Assigned task: Produce the full set of records below once more, exactly as they stand.

**** Data for review

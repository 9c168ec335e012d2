//! BLE link-level types.
//!
//! Advertisement parsing, WPT service attributes, the connection session
//! data, inbound stack events and the collaborator traits the core drives.

pub mod advertising;
pub mod btleplug_stack;
pub mod characteristics;
pub mod connection;
pub mod event;
pub mod stack;
pub mod uuids;

pub use advertising::{AddressType, AdvertisementReport, PeerAddress, WptServiceData};
pub use btleplug_stack::BtleplugStack;
pub use characteristics::{
    AttributeHandles, AttributeTarget, CccdChange, CccdState, ChargeChange, ControlFlags,
    PruControl, WptCharacteristic, WriteMode,
};
pub use connection::{ConnectionParams, ConnectionSession, ConnectionState};
pub use event::{AttributeRef, GenericErrorKind, StackEvent};
pub use stack::{
    BleStack, LinkState, PowerControl, RadioActivity, RadioSleepMode, StatusIndicator,
};
pub use uuids::*;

********

Written answer:
repository 9c168ec335e012d2
//! BLE link-level types.
//!
//! Advertisement parsing, WPT service attributes, the connection session
//! data, inbound stack events and the collaborator traits the core drives.

pub mod advertising;
pub mod btleplug_stack;
pub mod characteristics;
pub mod connection;
pub mod event;
pub mod stack;
pub mod uuids;

pub use advertising::{AddressType, AdvertisementReport, PeerAddress, WptServiceData};
pub use btleplug_stack::BtleplugStack;
pub use characteristics::{
    AttributeHandles, AttributeTarget, CccdChange, CccdState, ChargeChange, ControlFlags,
    PruControl, WptCharacteristic, WriteMode,
};
pub use connection::{ConnectionParams, ConnectionSession, ConnectionState};
pub use event::{AttributeRef, GenericErrorKind, StackEvent};
pub use stack::{
    BleStack, LinkState, PowerControl, RadioActivity, RadioSleepMode, StatusIndicator,
};
pub use uuids::*;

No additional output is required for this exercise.